* **What to produce**
Where a line of the data below has the string "verbose", copy that line.

* **The data**
------------------------------------------------------------
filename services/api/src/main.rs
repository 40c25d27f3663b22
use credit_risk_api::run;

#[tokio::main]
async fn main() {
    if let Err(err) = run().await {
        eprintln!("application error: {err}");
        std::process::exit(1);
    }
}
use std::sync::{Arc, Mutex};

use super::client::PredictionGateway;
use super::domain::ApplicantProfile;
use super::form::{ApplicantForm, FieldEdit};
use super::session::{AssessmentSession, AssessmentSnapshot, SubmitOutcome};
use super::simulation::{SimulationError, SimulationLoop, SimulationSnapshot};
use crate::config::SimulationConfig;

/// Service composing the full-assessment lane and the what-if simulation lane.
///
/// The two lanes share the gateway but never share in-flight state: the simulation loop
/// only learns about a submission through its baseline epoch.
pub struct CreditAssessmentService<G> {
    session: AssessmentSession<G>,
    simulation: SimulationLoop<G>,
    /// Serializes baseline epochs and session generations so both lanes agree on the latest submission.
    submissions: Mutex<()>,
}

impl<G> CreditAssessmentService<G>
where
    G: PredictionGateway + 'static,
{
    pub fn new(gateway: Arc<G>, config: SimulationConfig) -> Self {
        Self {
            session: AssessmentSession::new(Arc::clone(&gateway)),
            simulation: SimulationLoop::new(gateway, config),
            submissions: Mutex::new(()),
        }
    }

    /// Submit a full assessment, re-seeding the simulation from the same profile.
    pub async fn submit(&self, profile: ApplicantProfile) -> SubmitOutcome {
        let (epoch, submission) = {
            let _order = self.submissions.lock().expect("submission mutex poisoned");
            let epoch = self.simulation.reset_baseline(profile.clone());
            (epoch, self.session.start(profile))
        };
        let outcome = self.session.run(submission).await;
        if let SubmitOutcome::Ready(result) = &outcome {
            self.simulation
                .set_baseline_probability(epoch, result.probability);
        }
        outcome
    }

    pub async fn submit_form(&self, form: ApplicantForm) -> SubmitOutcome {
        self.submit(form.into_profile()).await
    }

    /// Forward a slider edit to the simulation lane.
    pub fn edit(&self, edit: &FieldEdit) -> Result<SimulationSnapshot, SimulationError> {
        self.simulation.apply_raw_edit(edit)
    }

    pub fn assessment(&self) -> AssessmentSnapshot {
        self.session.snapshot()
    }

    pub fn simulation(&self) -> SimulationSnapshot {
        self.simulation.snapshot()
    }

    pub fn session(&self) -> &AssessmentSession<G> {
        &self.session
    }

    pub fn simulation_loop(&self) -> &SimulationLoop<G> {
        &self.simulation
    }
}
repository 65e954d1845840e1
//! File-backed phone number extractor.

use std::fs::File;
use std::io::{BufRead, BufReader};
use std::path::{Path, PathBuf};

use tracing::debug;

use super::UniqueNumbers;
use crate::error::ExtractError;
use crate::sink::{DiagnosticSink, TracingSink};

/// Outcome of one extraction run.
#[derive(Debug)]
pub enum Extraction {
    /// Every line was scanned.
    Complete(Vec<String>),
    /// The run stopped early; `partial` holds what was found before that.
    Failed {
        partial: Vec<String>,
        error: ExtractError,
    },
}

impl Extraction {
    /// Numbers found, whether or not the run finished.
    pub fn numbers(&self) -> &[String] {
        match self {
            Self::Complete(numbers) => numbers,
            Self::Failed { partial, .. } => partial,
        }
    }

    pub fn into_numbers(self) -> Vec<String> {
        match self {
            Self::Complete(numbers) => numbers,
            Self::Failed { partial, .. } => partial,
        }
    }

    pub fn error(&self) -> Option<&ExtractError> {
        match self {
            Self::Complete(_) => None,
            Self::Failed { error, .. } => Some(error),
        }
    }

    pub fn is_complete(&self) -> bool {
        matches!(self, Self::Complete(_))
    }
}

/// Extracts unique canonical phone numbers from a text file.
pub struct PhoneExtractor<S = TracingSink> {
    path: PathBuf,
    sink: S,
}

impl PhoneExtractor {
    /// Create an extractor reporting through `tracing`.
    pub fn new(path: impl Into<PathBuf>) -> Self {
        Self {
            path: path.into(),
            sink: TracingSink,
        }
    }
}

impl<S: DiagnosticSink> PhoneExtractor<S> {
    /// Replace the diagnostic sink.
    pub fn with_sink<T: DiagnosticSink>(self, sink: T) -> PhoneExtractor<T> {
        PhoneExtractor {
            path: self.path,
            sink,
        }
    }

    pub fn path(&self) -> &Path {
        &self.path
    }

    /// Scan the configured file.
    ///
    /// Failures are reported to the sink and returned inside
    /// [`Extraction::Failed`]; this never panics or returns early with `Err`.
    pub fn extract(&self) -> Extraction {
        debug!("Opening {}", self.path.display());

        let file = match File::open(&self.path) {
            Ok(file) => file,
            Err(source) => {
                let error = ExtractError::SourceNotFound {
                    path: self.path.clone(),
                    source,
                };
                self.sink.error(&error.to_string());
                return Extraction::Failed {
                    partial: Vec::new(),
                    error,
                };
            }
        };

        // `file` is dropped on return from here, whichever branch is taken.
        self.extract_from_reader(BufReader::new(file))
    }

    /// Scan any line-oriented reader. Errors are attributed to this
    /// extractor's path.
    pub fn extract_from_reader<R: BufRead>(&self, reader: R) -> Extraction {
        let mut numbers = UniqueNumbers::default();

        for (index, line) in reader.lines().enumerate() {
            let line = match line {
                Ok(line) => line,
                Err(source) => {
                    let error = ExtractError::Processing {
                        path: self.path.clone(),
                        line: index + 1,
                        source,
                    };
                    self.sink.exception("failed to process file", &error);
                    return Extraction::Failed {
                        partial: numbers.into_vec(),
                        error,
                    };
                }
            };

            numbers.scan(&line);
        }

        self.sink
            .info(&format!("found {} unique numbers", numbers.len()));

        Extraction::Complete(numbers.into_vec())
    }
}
------------------------------------------------------------
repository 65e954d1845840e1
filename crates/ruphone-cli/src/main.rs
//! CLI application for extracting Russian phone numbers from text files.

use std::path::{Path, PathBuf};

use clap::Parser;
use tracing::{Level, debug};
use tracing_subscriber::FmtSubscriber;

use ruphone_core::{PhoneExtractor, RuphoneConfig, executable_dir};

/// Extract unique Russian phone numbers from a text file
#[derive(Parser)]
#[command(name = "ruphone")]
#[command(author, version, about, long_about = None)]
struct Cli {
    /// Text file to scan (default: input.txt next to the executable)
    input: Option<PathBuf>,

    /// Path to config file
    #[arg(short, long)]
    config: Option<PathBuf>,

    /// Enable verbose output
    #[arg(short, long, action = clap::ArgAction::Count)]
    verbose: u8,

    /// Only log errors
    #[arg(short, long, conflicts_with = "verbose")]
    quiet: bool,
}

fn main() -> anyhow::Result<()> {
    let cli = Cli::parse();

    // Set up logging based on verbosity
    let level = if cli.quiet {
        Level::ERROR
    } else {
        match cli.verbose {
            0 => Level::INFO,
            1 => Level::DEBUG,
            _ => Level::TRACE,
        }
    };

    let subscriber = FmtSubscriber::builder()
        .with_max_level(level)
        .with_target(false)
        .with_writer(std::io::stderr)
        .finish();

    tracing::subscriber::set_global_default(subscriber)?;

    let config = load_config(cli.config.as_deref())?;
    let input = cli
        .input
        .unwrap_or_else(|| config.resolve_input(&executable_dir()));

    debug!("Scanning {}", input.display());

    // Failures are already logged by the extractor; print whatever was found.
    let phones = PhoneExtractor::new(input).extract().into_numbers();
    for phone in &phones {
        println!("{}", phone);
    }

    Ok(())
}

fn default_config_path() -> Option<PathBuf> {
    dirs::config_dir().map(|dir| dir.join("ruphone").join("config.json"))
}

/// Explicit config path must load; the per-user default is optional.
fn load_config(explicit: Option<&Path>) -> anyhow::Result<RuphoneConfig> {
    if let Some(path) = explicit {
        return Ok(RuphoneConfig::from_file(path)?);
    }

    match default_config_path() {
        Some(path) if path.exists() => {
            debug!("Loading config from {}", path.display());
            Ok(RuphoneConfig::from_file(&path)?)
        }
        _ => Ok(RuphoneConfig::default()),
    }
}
------------------------------------------------------------
* **Solved problem**
    /// Enable verbose output
    verbose: u8,
    #[arg(short, long, conflicts_with = "verbose")]
        match cli.verbose {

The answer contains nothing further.